**ASSIGNMENT:** Each entry should be written out again exactly, so that nothing is lost.

____

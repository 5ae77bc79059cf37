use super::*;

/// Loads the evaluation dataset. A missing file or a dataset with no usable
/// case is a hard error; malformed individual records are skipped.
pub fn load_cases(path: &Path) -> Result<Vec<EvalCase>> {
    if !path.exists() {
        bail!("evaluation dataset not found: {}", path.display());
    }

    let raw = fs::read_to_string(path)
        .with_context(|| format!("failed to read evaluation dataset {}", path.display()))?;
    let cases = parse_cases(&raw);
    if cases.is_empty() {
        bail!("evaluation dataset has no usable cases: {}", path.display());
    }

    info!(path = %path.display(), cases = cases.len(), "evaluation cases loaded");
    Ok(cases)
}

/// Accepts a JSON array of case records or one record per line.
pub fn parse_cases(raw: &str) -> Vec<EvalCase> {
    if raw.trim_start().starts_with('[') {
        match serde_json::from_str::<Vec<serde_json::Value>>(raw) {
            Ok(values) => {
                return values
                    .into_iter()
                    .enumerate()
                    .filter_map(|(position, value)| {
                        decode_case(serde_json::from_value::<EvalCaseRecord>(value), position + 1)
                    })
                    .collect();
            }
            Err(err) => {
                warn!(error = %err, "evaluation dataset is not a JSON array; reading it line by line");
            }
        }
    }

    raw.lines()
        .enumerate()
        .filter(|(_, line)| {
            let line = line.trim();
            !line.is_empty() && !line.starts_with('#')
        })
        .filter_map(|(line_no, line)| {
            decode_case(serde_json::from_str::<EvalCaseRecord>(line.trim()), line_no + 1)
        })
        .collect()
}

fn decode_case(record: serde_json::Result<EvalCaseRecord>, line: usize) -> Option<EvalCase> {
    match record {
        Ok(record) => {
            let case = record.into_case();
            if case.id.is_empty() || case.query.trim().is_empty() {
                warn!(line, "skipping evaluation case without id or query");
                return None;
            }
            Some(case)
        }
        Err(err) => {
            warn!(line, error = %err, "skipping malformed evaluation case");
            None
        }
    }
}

____

**FINISHED EXERCISE:**
repository 5ae77bc79059cf37
use super::*;

/// Loads the evaluation dataset. A missing file or a dataset with no usable
/// case is a hard error; malformed individual records are skipped.
pub fn load_cases(path: &Path) -> Result<Vec<EvalCase>> {
    if !path.exists() {
        bail!("evaluation dataset not found: {}", path.display());
    }

    let raw = fs::read_to_string(path)
        .with_context(|| format!("failed to read evaluation dataset {}", path.display()))?;
    let cases = parse_cases(&raw);
    if cases.is_empty() {
        bail!("evaluation dataset has no usable cases: {}", path.display());
    }

    info!(path = %path.display(), cases = cases.len(), "evaluation cases loaded");
    Ok(cases)
}

/// Accepts a JSON array of case records or one record per line.
pub fn parse_cases(raw: &str) -> Vec<EvalCase> {
    if raw.trim_start().starts_with('[') {
        match serde_json::from_str::<Vec<serde_json::Value>>(raw) {
            Ok(values) => {
                return values
                    .into_iter()
                    .enumerate()
                    .filter_map(|(position, value)| {
                        decode_case(serde_json::from_value::<EvalCaseRecord>(value), position + 1)
                    })
                    .collect();
            }
            Err(err) => {
                warn!(error = %err, "evaluation dataset is not a JSON array; reading it line by line");
            }
        }
    }

    raw.lines()
        .enumerate()
        .filter(|(_, line)| {
            let line = line.trim();
            !line.is_empty() && !line.starts_with('#')
        })
        .filter_map(|(line_no, line)| {
            decode_case(serde_json::from_str::<EvalCaseRecord>(line.trim()), line_no + 1)
        })
        .collect()
}

fn decode_case(record: serde_json::Result<EvalCaseRecord>, line: usize) -> Option<EvalCase> {
    match record {
        Ok(record) => {
            let case = record.into_case();
            if case.id.is_empty() || case.query.trim().is_empty() {
                warn!(line, "skipping evaluation case without id or query");
                return None;
            }
            Some(case)
        }
        Err(err) => {
            warn!(line, error = %err, "skipping malformed evaluation case");
            None
        }
    }
}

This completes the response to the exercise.